▸ PROBLEM STATEMENT
Search the lines of the records for the word "written", and copy every line that has it.

Records excerpted from a collection
____________

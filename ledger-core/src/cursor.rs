//! Opaque pagination cursors
//!
//! A cursor is the serialized continuation state of a transaction-log read,
//! sealed with AES-256-GCM and base64url-encoded without padding. Sealing
//! gives both integrity (a tampered cursor is rejected) and confidentiality
//! (user ids and time bounds are not enumerable by clients). Callers must
//! treat cursors as opaque strings.

use aes_gcm::aead::{Aead, KeyInit, OsRng};
use aes_gcm::{AeadCore, Aes256Gcm, Key, Nonce};
use base64::engine::general_purpose::URL_SAFE_NO_PAD;
use base64::Engine;
use chrono::{DateTime, Utc};
use serde::{Deserialize, Serialize};

// 256-bit key compiled into the binary. A production deployment would load
// this from configuration instead.
const CURSOR_KEY: [u8; 32] = [
    0x8d, 0x4f, 0x95, 0x48, 0x28, 0x5b, 0x83, 0xae, 0x02, 0x1e, 0xbe, 0x9a, 0xb4, 0x37, 0x62,
    0x57, 0x70, 0x73, 0x41, 0x96, 0x1a, 0x05, 0x79, 0x2d, 0xd4, 0x51, 0x01, 0xbe, 0xaa, 0xc7,
    0x5a, 0xfa,
];

const NONCE_LEN: usize = 12;

/// Continuation state of a transaction-log read
#[derive(Debug, Clone, PartialEq, Eq, Serialize, Deserialize)]
pub struct TransactionCursor {
    /// User whose log is being paged
    pub user_id: String,
    /// Lower timestamp bound, if the original request had one
    pub min_ts: Option<DateTime<Utc>>,
    /// Upper timestamp bound, if the original request had one
    pub max_ts: Option<DateTime<Utc>>,
    /// The next page contains ids at or below this one
    pub before_id: i64,
}

/// Seal a cursor into an opaque string. `None` only on serialization or
/// encryption failure, which does not happen for well-formed records.
pub fn encode(cursor: &TransactionCursor) -> Option<String> {
    let plain = bincode::serialize(cursor).ok()?;

    let cipher = Aes256Gcm::new(Key::<Aes256Gcm>::from_slice(&CURSOR_KEY));
    let nonce = Aes256Gcm::generate_nonce(&mut OsRng);
    let sealed = cipher.encrypt(&nonce, plain.as_slice()).ok()?;

    let mut packed = Vec::with_capacity(NONCE_LEN + sealed.len());
    packed.extend_from_slice(&nonce);
    packed.extend_from_slice(&sealed);

    Some(URL_SAFE_NO_PAD.encode(packed))
}

/// Open a sealed cursor. Any format, integrity or deserialization failure
/// yields `None` ("bad cursor").
pub fn decode(input: &str) -> Option<TransactionCursor> {
    let packed = URL_SAFE_NO_PAD.decode(input).ok()?;
    if packed.len() < NONCE_LEN {
        return None;
    }
    let (nonce, sealed) = packed.split_at(NONCE_LEN);

    let cipher = Aes256Gcm::new(Key::<Aes256Gcm>::from_slice(&CURSOR_KEY));
    let plain = cipher.decrypt(Nonce::from_slice(nonce), sealed).ok()?;

    bincode::deserialize(&plain).ok()
}

#[cfg(test)]
mod tests {
    use super::*;

    fn sample_cursor() -> TransactionCursor {
        TransactionCursor {
            user_id: "mehmet".to_string(),
            min_ts: DateTime::from_timestamp(1_668_963_843, 0),
            max_ts: None,
            before_id: 2_188_749_003_104_256,
        }
    }

    #[test]
    fn test_round_trip() {
        let cursor = sample_cursor();
        let sealed = encode(&cursor).unwrap();
        assert_eq!(decode(&sealed), Some(cursor));
    }

    #[test]
    fn test_cursors_are_opaque_and_unique() {
        let cursor = sample_cursor();
        let a = encode(&cursor).unwrap();
        let b = encode(&cursor).unwrap();
        // fresh nonce per encode; equal records never produce equal strings
        assert_ne!(a, b);
        assert!(!a.contains("mehmet"));
    }

    #[test]
    fn test_tampered_cursor_is_rejected() {
        let sealed = encode(&sample_cursor()).unwrap();
        let mut bytes: Vec<char> = sealed.chars().collect();
        bytes[0] = if bytes[0] == 'A' { 'B' } else { 'A' };
        let tampered: String = bytes.into_iter().collect();
        assert_eq!(decode(&tampered), None);
    }

    #[test]
    fn test_garbage_is_rejected() {
        assert_eq!(decode(""), None);
        assert_eq!(decode("not base64 at all!!"), None);
        assert_eq!(decode("YWJjZA"), None);
        let random = URL_SAFE_NO_PAD.encode([0u8; 256]);
        assert_eq!(decode(&random), None);
    }
}
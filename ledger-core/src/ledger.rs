//! Balance mutation engine
//!
//! This module ties together the store, the rate snapshot and the id
//! generator into the four state transitions (`top_up`, `reserve`,
//! `commit_reservation`, `cancel_reservation`) and the read paths built on
//! them.
//!
//! Every mutation follows the same skeleton:
//!
//! 1. validate inputs, failing on the first offender
//! 2. make sure the user has a balance row, seeded with the request currency
//! 3. open a store session and lock the balance row - the per-user
//!    serialization point
//! 4. run the operation's idempotency probe; a match returns the previous
//!    outcome
//! 5. do the operation-specific work
//! 6. commit; any error before that rolls the session back

use rust_decimal::Decimal;
use std::collections::HashMap;
use std::time::Instant;
use tracing::info;

use crate::cursor::{self, TransactionCursor};
use crate::error::{Error, Result};
use crate::idgen::IdGenerator;
use crate::metrics::Metrics;
use crate::money::MoneyValue;
use crate::rates::RateProvider;
use crate::storage::{Store, StoreSession};
use crate::types::{
    BalanceSummary, StatisticsSink, TransactionItem, TransactionPage, TransactionQuery,
};

const DEFAULT_PAGE_LIMIT: i64 = 20;
const MAX_PAGE_LIMIT: i64 = 100;

/// Cross-currency reservations hold this margin against rate drift between
/// reserve and commit.
fn reserve_margin() -> Decimal {
    Decimal::new(106, 2)
}

/// The balance mutation engine
pub struct Ledger {
    store: Store,
    rates: RateProvider,
    ids: IdGenerator,
    metrics: Option<Metrics>,
}
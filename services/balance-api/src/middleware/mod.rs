pub mod auth;

pub use auth::ApiKeyGuard;
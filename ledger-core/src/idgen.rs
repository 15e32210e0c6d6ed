//! Monotonic, time-sortable transaction id generation
//!
//! Ids are 63-bit positive integers laid out as
//! `(milliseconds since epoch) << 22 | node_id << 12 | sequence`. They are
//! strictly monotonic within a process and roughly time-ordered across
//! processes, which is what lets the transaction log use `ORDER BY id DESC`
//! as "newest first". Zero is reserved as "not an id".

use chrono::Utc;
use parking_lot::Mutex;
use rand::Rng;

/// Custom epoch the timestamp component counts from (2022-11-23T12:17:20.566Z)
pub const ID_EPOCH_MILLIS: i64 = 1_669_205_840_566;

const NODE_BITS: u32 = 10;
const SEQUENCE_BITS: u32 = 12;
const MAX_NODE: i64 = (1 << NODE_BITS) - 1;
const MAX_SEQUENCE: i64 = (1 << SEQUENCE_BITS) - 1;
const TIMESTAMP_SHIFT: u32 = NODE_BITS + SEQUENCE_BITS;

/// Transaction id generator
#[derive(Debug)]
pub struct IdGenerator {
    node_id: i64,
    state: Mutex<GeneratorState>,
}

#[derive(Debug)]
struct GeneratorState {
    last_millis: i64,
    sequence: i64,
}

impl IdGenerator {
    /// Generator with a random node id, drawn once at construction
    pub fn new() -> Self {
        Self::with_node(rand::thread_rng().gen_range(0..=MAX_NODE))
    }

    /// Generator with an explicit node id (masked to 10 bits)
    pub fn with_node(node_id: i64) -> Self {
        IdGenerator {
            node_id: node_id & MAX_NODE,
            state: Mutex::new(GeneratorState {
                last_millis: 0,
                sequence: 0,
            }),
        }
    }

    /// The node id baked into every generated id
    pub fn node_id(&self) -> i64 {
        self.node_id
    }

    /// Produce the next id. Ids from one generator are strictly increasing;
    /// if the per-millisecond sequence is exhausted the call spins until the
    /// clock advances.
    pub fn generate(&self) -> i64 {
        let mut state = self.state.lock();

        let mut now = clock_millis();
        if now < state.last_millis {
            // clock went backwards; never hand out a smaller timestamp
            now = state.last_millis;
        }

        if now == state.last_millis {
            state.sequence = (state.sequence + 1) & MAX_SEQUENCE;
            if state.sequence == 0 {
                while now <= state.last_millis {
                    now = clock_millis();
                }
            }
        } else {
            state.sequence = 0;
        }
        state.last_millis = now;

        (now - ID_EPOCH_MILLIS) << TIMESTAMP_SHIFT
            | self.node_id << SEQUENCE_BITS
            | state.sequence
    }
}

impl Default for IdGenerator {
    fn default() -> Self {
        Self::new()
    }
}

fn clock_millis() -> i64 {
    Utc::now().timestamp_millis()
}

#[cfg(test)]
mod tests {
    use super::*;

    #[test]
    fn test_ids_are_positive() {
        let ids = IdGenerator::new();
        assert!(ids.generate() > 0);
    }

    #[test]
    fn test_ids_are_strictly_monotonic() {
        let ids = IdGenerator::new();
        let mut previous = 0;
        for _ in 0..10_000 {
            let id = ids.generate();
            assert!(id > previous);
            previous = id;
        }
    }

    #[test]
    fn test_node_id_is_masked() {
        let ids = IdGenerator::with_node(MAX_NODE + 5);
        assert!(ids.node_id() <= MAX_NODE);
    }

    #[test]
    fn test_id_layout() {
        let ids = IdGenerator::with_node(373);
        let before = clock_millis();
        let id = ids.generate();
        let after = clock_millis();

        let millis = (id >> TIMESTAMP_SHIFT) + ID_EPOCH_MILLIS;
        assert!(millis >= before && millis <= after);
        assert_eq!((id >> SEQUENCE_BITS) & MAX_NODE, 373);
    }

    #[test]
    fn test_sequence_stays_within_twelve_bits() {
        let ids = IdGenerator::with_node(1);
        for _ in 0..20_000 {
            let id = ids.generate();
            assert!(id & MAX_SEQUENCE <= MAX_SEQUENCE);
        }
    }
}
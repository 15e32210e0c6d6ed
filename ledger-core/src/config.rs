//! Configuration for the store

use serde::{Deserialize, Serialize};

/// Connection settings for the Postgres store
#[derive(Debug, Clone, Serialize, Deserialize)]
pub struct StoreConfig {
    /// Postgres connection URL
    pub url: String,

    /// Pool size ceiling
    pub max_connections: u32,

    /// Seconds to wait for a pooled connection before giving up
    pub acquire_timeout_secs: u64,
}

impl StoreConfig {
    /// Settings for the given URL with default pool sizing
    pub fn new(url: impl Into<String>) -> Self {
        StoreConfig {
            url: url.into(),
            ..Default::default()
        }
    }
}

impl Default for StoreConfig {
    fn default() -> Self {
        StoreConfig {
            url: String::new(),
            max_connections: 10,
            acquire_timeout_secs: 5,
        }
    }
}
use actix_cors::Cors;
use actix_web::{middleware, web, App, HttpServer};
use balance_api::{config::Config, handlers};
use dotenv::dotenv;
use ledger_core::metrics::Metrics;
use ledger_core::rates::{RateProvider, RateTable};
use ledger_core::{Ledger, Store, StoreConfig};
use std::sync::Arc;
use tracing::{info, Level};
use tracing_subscriber::FmtSubscriber;

#[actix_web::main]
async fn main() -> std::io::Result<()> {
    dotenv().ok();

    FmtSubscriber::builder()
        .with_max_level(Level::INFO)
        .with_target(false)
        .init();

    let config = Config::from_env().expect("Failed to load configuration");
    config.validate().expect("Invalid configuration");

    info!("Starting balance API on port {}", config.server.port);

    let store = Store::connect(&StoreConfig {
        url: config.database.url.clone(),
        max_connections: config.database.max_connections,
        acquire_timeout_secs: config.database.acquire_timeout_secs,
    })
    .await
    .expect("Failed to connect to database");

    let table = match &config.rates.file {
        Some(path) => {
            let data = std::fs::read_to_string(path).expect("Failed to read rates file");
            RateTable::from_json(&data).expect("Failed to parse rates file")
        }
        None => RateTable::stub(),
    };
    info!("Rate table loaded, base currency {}", table.base_currency());

    let metrics = Metrics::new().expect("Failed to initialize metrics");
    let ledger = Arc::new(Ledger::new(store, RateProvider::new(table)).with_metrics(metrics));

    if config.server.api_key.is_some() {
        info!("Write operations require an access key");
    }

    let api_key = config.server.api_key.clone();
    HttpServer::new(move || {
        let api_key = api_key.clone();

        App::new()
            .wrap(Cors::permissive())
            .wrap(middleware::Logger::default())
            .wrap(middleware::NormalizePath::trim())
            .app_data(web::Data::new(ledger.clone()))
            .configure(move |cfg| handlers::configure_routes(cfg, api_key))
    })
    .workers(config.server.workers)
    .bind((config.server.host.as_str(), config.server.port))?
    .run()
    .await
}
//! Postgres persistence for balances, reservations and the transaction log
//!
//! # Relations
//!
//! - `balance` - one row per user: home currency and current value
//! - `balance_reserve` - one row per active reservation, keyed by order id
//! - `"transaction"` - append-only ledger of top-ups and charges
//!
//! Mutations run inside a [`StoreSession`]: one pooled connection, one
//! database transaction. `lock_balance` issues `SELECT ... FOR UPDATE` on
//! the user's balance row, which is the serialization point for that user;
//! all reads and writes touching the user's reserves and transactions happen
//! under that lock. A session dropped without `commit` rolls back, which is
//! also how request cancellation aborts a mutation mid-flight.

use chrono::{DateTime, Utc};
use futures_util::TryStreamExt;
use sqlx::postgres::{PgPool, PgPoolOptions};
use sqlx::{Postgres, Transaction};
use std::time::Duration;

use crate::config::StoreConfig;
use crate::error::{Error, Result};
use crate::money::MoneyValue;

/// One row of the transaction log, as read for a user page
#[derive(Debug, Clone, sqlx::FromRow)]
pub struct TransactionRow {
    /// Transaction id
    pub id: i64,
    /// Currency the transaction was quoted in
    pub transaction_currency: String,
    /// Quoted amount
    pub transaction_value: MoneyValue,
    /// Charged user, for commits
    pub sender_id: Option<String>,
    /// Charge in the sender's home currency
    pub sender_value: Option<MoneyValue>,
    /// Credited user, for top-ups
    pub recipient_id: Option<String>,
    /// Credit in the recipient's home currency
    pub recipient_value: Option<MoneyValue>,
    /// Order id extracted from `order_data`
    pub order_id: Option<String>,
    /// Item id extracted from `order_data`
    pub item_id: Option<String>,
    /// Creation instant
    pub created_at: DateTime<Utc>,
}

/// One grouped aggregate of the monthly statistics query
#[derive(Debug, Clone, sqlx::FromRow)]
pub struct StatisticsRow {
    /// Item the sums belong to
    pub item_id: String,
    /// Currency of this sum
    pub currency: String,
    /// Sum of quoted transaction values
    pub total: MoneyValue,
}

/// Transactional persistence over the three ledger relations
pub struct Store {
    pool: PgPool,
}

impl Store {
    /// Connect the pool and bring the schema up to date.
    pub async fn connect(config: &StoreConfig) -> Result<Self> {
        let pool = PgPoolOptions::new()
            .max_connections(config.max_connections)
            .acquire_timeout(Duration::from_secs(config.acquire_timeout_secs))
            .connect(&config.url)
            .await
            .map_err(Error::database("connect"))?;

        sqlx::migrate!("./migrations").run(&pool).await?;

        Ok(Store { pool })
    }

    /// The underlying pool
    pub fn pool(&self) -> &PgPool {
        &self.pool
    }

    /// Create a zero balance for the user unless one already exists. The
    /// currency given here becomes the user's home currency for good.
    pub async fn ensure_balance(&self, user_id: &str, currency: &str) -> Result<()> {
        sqlx::query(
            "INSERT INTO balance (user_id, currency, current_value) VALUES ($1, $2, 0) ON CONFLICT DO NOTHING",
        )
        .bind(user_id)
        .bind(currency)
        .execute(&self.pool)
        .await
        .map_err(Error::database("ensure balance"))?;
        Ok(())
    }

    /// Open a mutation session
    pub async fn begin(&self) -> Result<StoreSession> {
        let tx = self
            .pool
            .begin()
            .await
            .map_err(Error::database("begin tx"))?;
        Ok(StoreSession { tx })
    }

    /// Load up to `fetch` log rows for a user, newest first, bounded by the
    /// optional time window and `id <= before_id`.
    pub async fn list_transactions(
        &self,
        user_id: &str,
        fetch: i64,
        before_id: Option<i64>,
        min_ts: Option<DateTime<Utc>>,
        max_ts: Option<DateTime<Utc>>,
    ) -> Result<Vec<TransactionRow>> {
        sqlx::query_as::<_, TransactionRow>(
            r#"
SELECT id,
       transaction_currency,
       transaction_value,
       sender_id,
       sender_value,
       recipient_id,
       recipient_value,
       order_data ->> 'order_id' AS order_id,
       order_data ->> 'item_id'  AS item_id,
       created_at
FROM "transaction"
WHERE (sender_id = $1 OR recipient_id = $1)
  AND ($2::timestamptz IS NULL OR created_at >= $2)
  AND ($3::timestamptz IS NULL OR created_at <= $3)
  AND ($4::bigint IS NULL OR id <= $4)
ORDER BY id DESC
LIMIT $5
            "#,
        )
        .bind(user_id)
        .bind(min_ts)
        .bind(max_ts)
        .bind(before_id)
        .bind(fetch)
        .fetch_all(&self.pool)
        .await
        .map_err(Error::database("load user tx"))
    }

    /// Count log rows for a user under the same time window, without the
    /// pagination bound.
    pub async fn count_transactions(
        &self,
        user_id: &str,
        min_ts: Option<DateTime<Utc>>,
        max_ts: Option<DateTime<Utc>>,
    ) -> Result<i64> {
        sqlx::query_scalar::<_, i64>(
            r#"
SELECT COUNT(*)
FROM "transaction"
WHERE (sender_id = $1 OR recipient_id = $1)
  AND ($2::timestamptz IS NULL OR created_at >= $2)
  AND ($3::timestamptz IS NULL OR created_at <= $3)
            "#,
        )
        .bind(user_id)
        .bind(min_ts)
        .bind(max_ts)
        .fetch_one(&self.pool)
        .await
        .map_err(Error::database("count user tx"))
    }
}

/// One database transaction over the ledger relations.
///
/// Dropping the session rolls back everything written since `begin`.
pub struct StoreSession {
    tx: Transaction<'static, Postgres>,
}

impl StoreSession {
    /// Read the user's balance row and take the per-user exclusive lock.
    /// `None` when the user has no balance row.
    pub async fn lock_balance(&mut self, user_id: &str) -> Result<Option<(String, MoneyValue)>> {
        sqlx::query_as::<_, (String, MoneyValue)>(
            "SELECT currency, current_value FROM balance WHERE user_id = $1 FOR UPDATE",
        )
        .bind(user_id)
        .fetch_optional(&mut *self.tx)
        .await
        .map_err(Error::database("lock balance"))
    }

    /// Read the user's balance row without locking it (read sessions)
    pub async fn read_balance(&mut self, user_id: &str) -> Result<Option<(String, MoneyValue)>> {
        sqlx::query_as::<_, (String, MoneyValue)>(
            "SELECT currency, current_value FROM balance WHERE user_id = $1",
        )
        .bind(user_id)
        .fetch_optional(&mut *self.tx)
        .await
        .map_err(Error::database("read balance"))
    }

    /// Sum of the user's active reservations in home currency; `None` when
    /// the user has no reservations.
    pub async fn sum_reserves(&mut self, user_id: &str) -> Result<Option<MoneyValue>> {
        sqlx::query_scalar::<_, Option<MoneyValue>>(
            "SELECT SUM(user_currency_value) FROM balance_reserve WHERE user_id = $1",
        )
        .bind(user_id)
        .fetch_one(&mut *self.tx)
        .await
        .map_err(Error::database("read reserve"))
    }

    /// Number of reservations this user holds for the order (0 or 1)
    pub async fn count_reserves_for_order(&mut self, user_id: &str, order_id: &str) -> Result<i64> {
        sqlx::query_scalar::<_, i64>(
            "SELECT COUNT(*) FROM balance_reserve WHERE user_id = $1 AND order_id = $2",
        )
        .bind(user_id)
        .bind(order_id)
        .fetch_one(&mut *self.tx)
        .await
        .map_err(Error::database("read reserve"))
    }

    /// Number of committed transactions recorded for the order (0 or 1)
    pub async fn count_transactions_for_order(&mut self, order_id: &str) -> Result<i64> {
        sqlx::query_scalar::<_, i64>(
            r#"SELECT COUNT(*) FROM "transaction" WHERE order_data ->> 'order_id' = $1"#,
        )
        .bind(order_id)
        .fetch_one(&mut *self.tx)
        .await
        .map_err(Error::database("read tx"))
    }

    /// Id of the transaction carrying this idempotency key, if one exists
    pub async fn find_transaction_by_idempotency_key(&mut self, key: &str) -> Result<Option<i64>> {
        sqlx::query_scalar::<_, i64>(r#"SELECT id FROM "transaction" WHERE idempotency_key = $1"#)
            .bind(key)
            .fetch_optional(&mut *self.tx)
            .await
            .map_err(Error::database("idempotency check"))
    }

    /// Id of the committed transaction for this order, if one exists
    pub async fn find_transaction_by_order(&mut self, order_id: &str) -> Result<Option<i64>> {
        sqlx::query_scalar::<_, i64>(
            r#"SELECT id FROM "transaction" WHERE order_data ->> 'order_id' = $1"#,
        )
        .bind(order_id)
        .fetch_optional(&mut *self.tx)
        .await
        .map_err(Error::database("locate transaction"))
    }

    /// Owner of the reservation for this order, if one exists
    pub async fn reserve_owner(&mut self, order_id: &str) -> Result<Option<String>> {
        sqlx::query_scalar::<_, String>("SELECT user_id FROM balance_reserve WHERE order_id = $1")
            .bind(order_id)
            .fetch_optional(&mut *self.tx)
            .await
            .map_err(Error::database("locate reservation"))
    }

    /// Append a top-up transaction record
    #[allow(clippy::too_many_arguments)]
    pub async fn insert_top_up_transaction(
        &mut self,
        id: i64,
        currency: &str,
        value: MoneyValue,
        recipient_id: &str,
        recipient_currency: &str,
        recipient_value: MoneyValue,
        balance_before: MoneyValue,
        balance_after: MoneyValue,
        merchant_data: Option<serde_json::Value>,
        idempotency_key: &str,
    ) -> Result<()> {
        sqlx::query(
            r#"
INSERT INTO "transaction" (id, transaction_currency, transaction_value, recipient_id, recipient_currency,
                           recipient_value, recipient_balance_before, recipient_balance_after,
                           merchant_data, idempotency_key)
VALUES ($1, $2, $3, $4, $5, $6, $7, $8, $9, $10)
            "#,
        )
        .bind(id)
        .bind(currency)
        .bind(value)
        .bind(recipient_id)
        .bind(recipient_currency)
        .bind(recipient_value)
        .bind(balance_before)
        .bind(balance_after)
        .bind(merchant_data)
        .bind(idempotency_key)
        .execute(&mut *self.tx)
        .await
        .map_err(Error::database("save user tx"))?;
        Ok(())
    }

    /// Append a charge transaction record
    #[allow(clippy::too_many_arguments)]
    pub async fn insert_charge_transaction(
        &mut self,
        id: i64,
        currency: &str,
        value: MoneyValue,
        sender_id: &str,
        sender_currency: &str,
        sender_value: MoneyValue,
        balance_before: MoneyValue,
        balance_after: MoneyValue,
        order_data: serde_json::Value,
    ) -> Result<()> {
        sqlx::query(
            r#"
INSERT INTO "transaction" (id, transaction_currency, transaction_value, sender_id, sender_currency,
                           sender_value, sender_balance_before, sender_balance_after, order_data)
VALUES ($1, $2, $3, $4, $5, $6, $7, $8, $9)
            "#,
        )
        .bind(id)
        .bind(currency)
        .bind(value)
        .bind(sender_id)
        .bind(sender_currency)
        .bind(sender_value)
        .bind(balance_before)
        .bind(balance_after)
        .bind(order_data)
        .execute(&mut *self.tx)
        .await
        .map_err(Error::database("save user tx"))?;
        Ok(())
    }

    /// Create a reservation row
    pub async fn insert_reserve(
        &mut self,
        order_id: &str,
        user_id: &str,
        item_id: Option<&str>,
        currency: &str,
        value: MoneyValue,
        user_currency_value: MoneyValue,
    ) -> Result<()> {
        sqlx::query(
            r#"
INSERT INTO balance_reserve (order_id, user_id, item_id, currency, "value", user_currency_value)
VALUES ($1, $2, $3, $4, $5, $6)
            "#,
        )
        .bind(order_id)
        .bind(user_id)
        .bind(item_id)
        .bind(currency)
        .bind(value)
        .bind(user_currency_value)
        .execute(&mut *self.tx)
        .await
        .map_err(Error::database("save reservation"))?;
        Ok(())
    }

    /// Delete the reservation for an order; returns how many rows went away
    pub async fn delete_reserve_by_order(&mut self, order_id: &str) -> Result<u64> {
        let result = sqlx::query("DELETE FROM balance_reserve WHERE order_id = $1")
            .bind(order_id)
            .execute(&mut *self.tx)
            .await
            .map_err(Error::database("delete reservation"))?;
        Ok(result.rows_affected())
    }

    /// Overwrite the user's balance value
    pub async fn update_balance(&mut self, user_id: &str, value: MoneyValue) -> Result<()> {
        sqlx::query("UPDATE balance SET current_value = $2 WHERE user_id = $1")
            .bind(user_id)
            .bind(value)
            .execute(&mut *self.tx)
            .await
            .map_err(Error::database("update balance"))?;
        Ok(())
    }

    /// Distinct currencies among the month's transactions that carry an item id
    pub async fn statistics_currencies(&mut self, year: i32, month: i32) -> Result<Vec<String>> {
        sqlx::query_scalar::<_, String>(
            r#"
SELECT DISTINCT transaction_currency
FROM "transaction"
WHERE date_trunc('month', created_at) = make_date($1, $2, 1)
  AND (order_data ->> 'item_id') IS NOT NULL
            "#,
        )
        .bind(year)
        .bind(month)
        .fetch_all(&mut *self.tx)
        .await
        .map_err(Error::database("load currencies"))
    }

    /// Stream the month's `(item_id, currency) -> SUM(value)` aggregates,
    /// ordered by item id then currency, into `each`.
    pub async fn statistics_rows<F>(&mut self, year: i32, month: i32, mut each: F) -> Result<()>
    where
        F: FnMut(StatisticsRow),
    {
        let mut rows = sqlx::query_as::<_, StatisticsRow>(
            r#"
SELECT order_data ->> 'item_id' AS item_id,
       transaction_currency     AS currency,
       SUM(transaction_value)   AS total
FROM "transaction"
WHERE date_trunc('month', created_at) = make_date($1, $2, 1)
  AND (order_data ->> 'item_id') IS NOT NULL
GROUP BY item_id, transaction_currency
ORDER BY item_id ASC, transaction_currency ASC
            "#,
        )
        .bind(year)
        .bind(month)
        .fetch(&mut *self.tx);

        while let Some(row) = rows
            .try_next()
            .await
            .map_err(Error::database("load statistics"))?
        {
            each(row);
        }
        Ok(())
    }

    /// Make everything written in this session visible
    pub async fn commit(self) -> Result<()> {
        self.tx.commit().await.map_err(Error::database("commit tx"))
    }

    /// Discard everything written in this session
    pub async fn rollback(self) -> Result<()> {
        self.tx
            .rollback()
            .await
            .map_err(Error::database("rollback tx"))
    }
}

____________

▸ SOLUTION BELOW
/// Dropping the session rolls back everything written since `begin`.
    /// Make everything written in this session visible
    /// Discard everything written in this session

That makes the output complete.